The Ehlers-Danlos syndromes are a group of rare connective tissue disorders that can affect every part of the body.
We Are Visible wants to show the full picture of the condition including the complex presentation of symptoms, to the complications while searching for a diagnosis, over misdiagnoses and their harmful consequences, but also the daily challenges EDS patients face, and the differences in accessibility of care depending on the area they live at. My documentary focuses on the one thing that unites all patients: Their never-ending endurance to overcome those obstacles and to thrive. It conveys the hope and strength with which EDS patients fight for a better quality of life and care.
Dr.

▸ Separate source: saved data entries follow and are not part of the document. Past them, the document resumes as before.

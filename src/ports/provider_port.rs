//! Remote bar provider port.

use crate::domain::bar::Bar;
use crate::domain::error::ProviderError;
use crate::domain::segment::MarketSegment;
use async_trait::async_trait;
use chrono::NaiveDate;

#[async_trait]
pub trait ProviderPort: Send + Sync {
    /// Daily bars in `[from, to]`, in whatever order the provider returns them.
    async fn fetch_daily_bars(
        &self,
        instrument: &str,
        segment: MarketSegment,
        from: NaiveDate,
        to: NaiveDate,
    ) -> Result<Vec<Bar>, ProviderError>;
}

Rodney Grahame, who has worked with EDS patients for decades once said:
”No other disease in the history of modern medicine has been neglected in such a way as Ehlers-Danlos syndrome.”Dr. Grahame, EDS expert
However, this fact is also the reason why EDS patients worldwide came closer together as a community. They are stepping up to raise awareness and knowledge about their condition, and We Are Visible is dedicated to explicitly support all of them.
EDS is an invisible illness just like many other chronic conditions.
And this comes along with another common misconception. How can you be sick if you look perfectly fine? This film will show people of all ages (5 – 60 years old), with diverse backgrounds, different financial standing in different parts of the world that are all differently affected by this invisible condition. I hope that showing all those sides will resolve prejudices other people might have against Ehlers-Danlos syndrome.
EDS patients have to live with physical pain on a daily basis.
However, sometimes being belittled or judged, or not believed in can be worse than the physical pain. We Are Visible will show that EDS patients are some of the strongest-willed people despite their disabilities. While all EDS patients share the rare illness, they are still a variety of personalities and not defined by a chronic health condition. My film embraces these differences and shows how everyone copes in a different way.
The contributors of this documentary live in different countries and states.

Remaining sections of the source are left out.